***** RECORDS FOR THIS TASK
//! Chip probing

use crate::access::RegisterIo;
use crate::error::{Error, Result};
use crate::regs::{mgmt, page, stat, vlan};

use super::{ChipId, ChipIdentity};

/// Reads of the 8-bit device id while it reports zero
pub const ID_RETRIES: u32 = 10;

/// Identify the switch behind `io`
///
/// Reads the 8-bit device id (retrying while it reads zero), resolves the
/// BCM5325 sub-variant from VLAN control 4, falls back to a 16-bit read
/// for the BCM531xx parts and finally records the core revision.
pub fn probe<A: RegisterIo + ?Sized>(io: &mut A) -> Result<ChipIdentity> {
    let mut id8 = io.read8(page::MGMT, mgmt::DEVICE_ID)?;
    let mut attempts = 1;
    while id8 == 0 && attempts < ID_RETRIES {
        id8 = io.read8(page::MGMT, mgmt::DEVICE_ID)?;
        attempts += 1;
    }
    log::debug!("probe: device id {:#04x} after {} reads", id8, attempts);

    let chip_id = if ChipId::is_ambiguous_id(id8) {
        let vc4 = io.read8(page::VLAN, vlan::CTRL4)?;
        log::debug!("probe: BCM5325 VLAN control 4 = {:#04x}", vc4);
        ChipId::from_vc4(vc4)
    } else if let Some(chip) = ChipId::from_device_id8(id8) {
        chip
    } else {
        let id16 = io.read16(page::MGMT, mgmt::DEVICE_ID)?;
        match ChipId::from_device_id16(id16) {
            Some(chip) => chip,
            None => {
                log::error!("probe: unsupported switch id {:#06x}", id16);
                return Err(Error::UnknownChip { id: id16 });
            }
        }
    };

    let core_revision = io.read8(page::STAT, stat::CORE_REV)?;
    let identity = ChipIdentity {
        chip_id,
        core_revision,
    };
    log::info!("Found {}", identity);
    Ok(identity)
}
**********
**ABOUT THIS TASK:** Please return the full set of records exactly as given above.

**ANSWER BOX:**
//! Chip probing

use crate::access::RegisterIo;
use crate::error::{Error, Result};
use crate::regs::{mgmt, page, stat, vlan};

use super::{ChipId, ChipIdentity};

/// Reads of the 8-bit device id while it reports zero
pub const ID_RETRIES: u32 = 10;

/// Identify the switch behind `io`
///
/// Reads the 8-bit device id (retrying while it reads zero), resolves the
/// BCM5325 sub-variant from VLAN control 4, falls back to a 16-bit read
/// for the BCM531xx parts and finally records the core revision.
pub fn probe<A: RegisterIo + ?Sized>(io: &mut A) -> Result<ChipIdentity> {
    let mut id8 = io.read8(page::MGMT, mgmt::DEVICE_ID)?;
    let mut attempts = 1;
    while id8 == 0 && attempts < ID_RETRIES {
        id8 = io.read8(page::MGMT, mgmt::DEVICE_ID)?;
        attempts += 1;
    }
    log::debug!("probe: device id {:#04x} after {} reads", id8, attempts);

    let chip_id = if ChipId::is_ambiguous_id(id8) {
        let vc4 = io.read8(page::VLAN, vlan::CTRL4)?;
        log::debug!("probe: BCM5325 VLAN control 4 = {:#04x}", vc4);
        ChipId::from_vc4(vc4)
    } else if let Some(chip) = ChipId::from_device_id8(id8) {
        chip
    } else {
        let id16 = io.read16(page::MGMT, mgmt::DEVICE_ID)?;
        match ChipId::from_device_id16(id16) {
            Some(chip) => chip,
            None => {
                log::error!("probe: unsupported switch id {:#06x}", id16);
                return Err(Error::UnknownChip { id: id16 });
            }
        }
    };

    let core_revision = io.read8(page::STAT, stat::CORE_REV)?;
    let identity = ChipIdentity {
        chip_id,
        core_revision,
    };
    log::info!("Found {}", identity);
    Ok(identity)
}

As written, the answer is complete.